Minotaur bust, (National Archaeological Museum of Athens)
Mythology Greek
Grouping Legendary creature
Parents Cretan Bull and Pasiphaë
Region Crete
Habitat Labyrinth
Topics in Greek mythology
Gods
Heroes
Related

In Greek mythology, the Minotaur (Greek: Μῑνώταυρος, Mīnṓtauros) was a creature that was part man and part bull.[1] It dwelt at the center of the Labyrinth, which was an elaborate maze-like construction[2] built for King Minos of Crete and designed by the architect Daedalus and his son Icarus who were ordered to build it to hold the Minotaur. The historical site of Knossos, with over 1300 maze like compartments[3] is identified as the site of the labyrinth. The Minotaur was eventually killed by Theseus, the son of Aegeas.

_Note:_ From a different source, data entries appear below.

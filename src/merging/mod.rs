//! Merging of raw per-source records into deduplicated contacts.
//!
//! Records are grouped by a configurable identity policy. Equivalence is
//! closed transitively with a union-find, so the resulting partition does
//! not depend on the order records arrive in.

pub mod merger;
pub mod policy;
mod union_find;

pub use merger::ContactMerger;
pub use policy::{MergeKey, MergePolicy, DEFAULT_MERGE_POLICY};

The term Minotaur derives from the Greek: Μῑνώταυρος (Mīnṓtauros), Etymologically it is a compound of the name Μίνως (Minos) and the noun ταύρος (tauros) "bull", thus it translated as "Bull of Minos". The bull was known in Crete as Asterion, a name shared with Minos's foster-father.[4]

Contents

Birth and appearance

Minotaur locked in battle with Theseus. Bronze by Antoine-Louis Barye (Louvre)

After he ascended the throne of Crete, Minos struggled with his brothers for the right to rule. Minos prayed to Poseidon to send him a snow-white bull, as a sign of approval. He was to sacrifice the bull in honor of Poseidon but decided to keep it instead because of its beauty. To punish Minos, Poseidon caused Pasiphaë, Minos' wife, to fall madly in love with the bull from the sea, the Cretan Bull.[5] She had Daedalus, the famous architect, make a wooden cow for her. Pasiphaë climbed into the decoy in order to copulate with the white bull. The offspring of their coupling was a monster called the Minotaur.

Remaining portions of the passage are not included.